To my right on the office wall was a large bulletin board. Its green construction paper overlay was rotting from the ravages of age. In large, round, kiddish letters cut from red construction paper, the phrase “Have a Great Summer” was spelled out across its top. As I walked down the hall, I looked behind every wooden door, finding nothing of interest in any of the classrooms; just the genuine slate chalkboards, an old bra, a used condom (I thought it was a balloon), cigarette butts, more empty beer cans and bottles, empty packs of Winston and Marlboro, a discarded pack of Job 1.5 rolling papers, and random graffiti from the ones who partied there before. Of the six little rooms, the last one on the left was the only one interesting to me.

It was obviously the Kindergarten room, because a teddy bear, a rainbow, clowns, and other kiddish icons were painted on the wall all around the blackboard. What caught my attention was the back wall, which was adorned with a perfect painting of Boston’s first album cover. It had to have been painted by one of the teenagers who partied there, rising mightily above the cigarette butts, beer bottles, and broken Aerosmith LP on the white linoleum tile floor below it. It stood in stark contrast to the children’s paintings on the opposite wall, defining the difference between the big kids and the babies, the run-down and the modern, the simple and the sophisticated.

At the other end of the hall, the narrow mesh-reinforced window let the pale, beige light through the heavy gray steel door. I pushed on the silver bar, releasing the striker with a loud clack that echoed through the empty school. It creaked plaintively open, permitting me access to the schoolyard. The hydraulic spring was disconnected from the top, causing it to stay open as I walked outside. A musty, almost sorrowful smell hung in the air as I walked across the badly cracked asphalt. Tall brown weeds obscured the hopscotch courts in front of the rusty red maypole.

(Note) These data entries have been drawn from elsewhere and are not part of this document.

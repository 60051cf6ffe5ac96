/*
 * Copyright Amazon.com, Inc. or its affiliates. All Rights Reserved.
 * SPDX-License-Identifier: Apache-2.0
 */

use std::fmt;
use std::sync::Arc;

use async_trait::async_trait;
use bytes::Bytes;
use futures_util::stream::BoxStream;
use http::header::{HeaderName, HeaderValue, CONTENT_LENGTH, CONTENT_TYPE};
use http::{HeaderMap, Method, StatusCode};
use serde::Serialize;

use crate::error::{self, BoxError, Error, ErrorKind};

/// A shared, type erased [`HttpClient`].
pub type SharedHttpClient = Arc<dyn HttpClient>;

/// The transport used to reach the remote service and the presigned part URLs.
///
/// Implementations send exactly one request per call. Retries and authentication repair are
/// layered on top by this crate.
#[async_trait]
pub trait HttpClient: Send + Sync + fmt::Debug {
    /// Send a request and buffer the response body.
    async fn send(&self, request: HttpRequest) -> Result<HttpResponse, Error>;
}

/// Request body
pub enum Body {
    /// No body
    Empty,
    /// A buffered body
    Bytes(Bytes),
    /// A streamed body of known length
    Stream {
        /// The body chunks
        stream: BoxStream<'static, Result<Bytes, BoxError>>,
        /// The exact number of bytes `stream` yields
        content_length: u64,
    },
}

impl Body {
    /// The number of bytes in this body, if known
    pub fn content_length(&self) -> Option<u64> {
        match self {
            Body::Empty => Some(0),
            Body::Bytes(bytes) => Some(bytes.len() as u64),
            Body::Stream { content_length, .. } => Some(*content_length),
        }
    }
}

impl fmt::Debug for Body {
    fn fmt(&self, f: &mut fmt::Formatter<'_>) -> fmt::Result {
        match self {
            Body::Empty => f.write_str("Body::Empty"),
            Body::Bytes(bytes) => f.debug_tuple("Body::Bytes").field(&bytes.len()).finish(),
            Body::Stream { content_length, .. } => f
                .debug_struct("Body::Stream")
                .field("content_length", content_length)
                .finish(),
        }
    }
}

/// A single outgoing request
#[derive(Debug)]
pub struct HttpRequest {
    /// HTTP method
    pub method: Method,
    /// Absolute URL
    pub url: String,
    /// Request headers
    pub headers: HeaderMap,
    /// Request body
    pub body: Body,
}

impl HttpRequest {
    /// Create a new request without headers or body
    pub fn new(method: Method, url: impl Into<String>) -> Self {
        Self {
            method,
            url: url.into(),
            headers: HeaderMap::new(),
            body: Body::Empty,
        }
    }

    /// Set a header, replacing any previous value
    pub fn header(mut self, name: HeaderName, value: HeaderValue) -> Self {
        self.headers.insert(name, value);
        self
    }

    /// Set the body
    pub fn body(mut self, body: Body) -> Self {
        self.body = body;
        self
    }

    /// Serialize `value` as the JSON body
    pub fn json<T: Serialize + ?Sized>(mut self, value: &T) -> Result<Self, Error> {
        let data = serde_json::to_vec(value).map_err(error::invalid_input)?;
        self.headers.insert(
            CONTENT_TYPE,
            HeaderValue::from_static("application/json; charset=UTF-8"),
        );
        self.body = Body::Bytes(data.into());
        Ok(self)
    }
}

/// A buffered response
#[derive(Debug, Clone)]
pub struct HttpResponse {
    /// Response status
    pub status: StatusCode,
    /// Response body
    pub body: Bytes,
}

impl HttpResponse {
    /// Create a new response
    pub fn new(status: StatusCode, body: impl Into<Bytes>) -> Self {
        Self {
            status,
            body: body.into(),
        }
    }

    /// Fail with [`ErrorKind::RequestFailed`] unless the status is 2xx
    pub fn error_for_status(self) -> Result<Self, Error> {
        if self.status.is_success() {
            Ok(self)
        } else {
            Err(Error::new(
                ErrorKind::RequestFailed,
                format!("bad status code {}", self.status),
            ))
        }
    }
}

/// [`HttpClient`] backed by `reqwest`
#[derive(Debug, Clone, Default)]
pub struct ReqwestHttpClient {
    inner: reqwest::Client,
}

impl ReqwestHttpClient {
    /// Wrap an existing `reqwest` client
    pub fn new(inner: reqwest::Client) -> Self {
        Self { inner }
    }
}

#[async_trait]
impl HttpClient for ReqwestHttpClient {
    async fn send(&self, request: HttpRequest) -> Result<HttpResponse, Error> {
        let HttpRequest {
            method,
            url,
            headers,
            body,
        } = request;
        let mut req = self.inner.request(method, url).headers(headers);
        req = match body {
            Body::Empty => req,
            Body::Bytes(bytes) => req.body(bytes),
            Body::Stream {
                stream,
                content_length,
            } => req
                .header(CONTENT_LENGTH, content_length)
                .body(reqwest::Body::wrap_stream(stream)),
        };

        let resp = req.send().await?;
        let status = resp.status();
        let body = resp.bytes().await?;
        Ok(HttpResponse { status, body })
    }
}

/// The default HTTP client used when not explicitly configured.
pub(crate) fn default_client() -> SharedHttpClient {
    Arc::new(ReqwestHttpClient::new(reqwest::Client::new()))
}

The only sounds to be heard on that overcast autumn afternoon were the backwards wolf-whistles of the quail, the rustling of fire-orange leaves from the nearby stand of sugar maples, and the eerie groans of the rusted swings swaying slowly in the October breeze. Rusted monkey bars and a dilapidated sliding board stood harshly against the platinum sky. Moving towards the Mullica River, I passed between the two silent giants on the basketball court, holding their rusty, orange, netless hoops before them like TV trays.

I walked southeast along the lush banks of the river. It was lined with water-loving deciduous trees, including sassafras, sycamore, sweetgum, and a magnificent grove of white birch, aglow with beautiful yellow foliage. The wide, lazy river slithered eastwards towards the bay some 20 miles away, carrying fiery fall leaves along with it. The trickle of the moving water entranced me as I watched a small green chain pickerel swim downstream through the clear water until my grandfather’s booming baritone broke my hypnotic state. It was time to go.

On the ride back home, my little prepubescent brain processed all that I had experienced as I told my grandfather about my day. I told him about all the neat things I found and the conclusions I had reached from them. I told him how I discovered that the present somehow invades the past, how worldliness eventually blots out innocence, about how Budweiser and Boston live together forever with Howdy Doody and JFK.

“Kid, you are really somethin'”, my grandpa said to me, “Ya really got a brain in ya head. I don’t understand why you hate school so much. Anyway, you sure seemed to like that one.”
“Yeah”, I replied, “There weren’t any teachers! Or other kids!”
My grandfather laughed at that, joking that maybe my parents ought to enroll me in an abandoned schoolhouse next semester.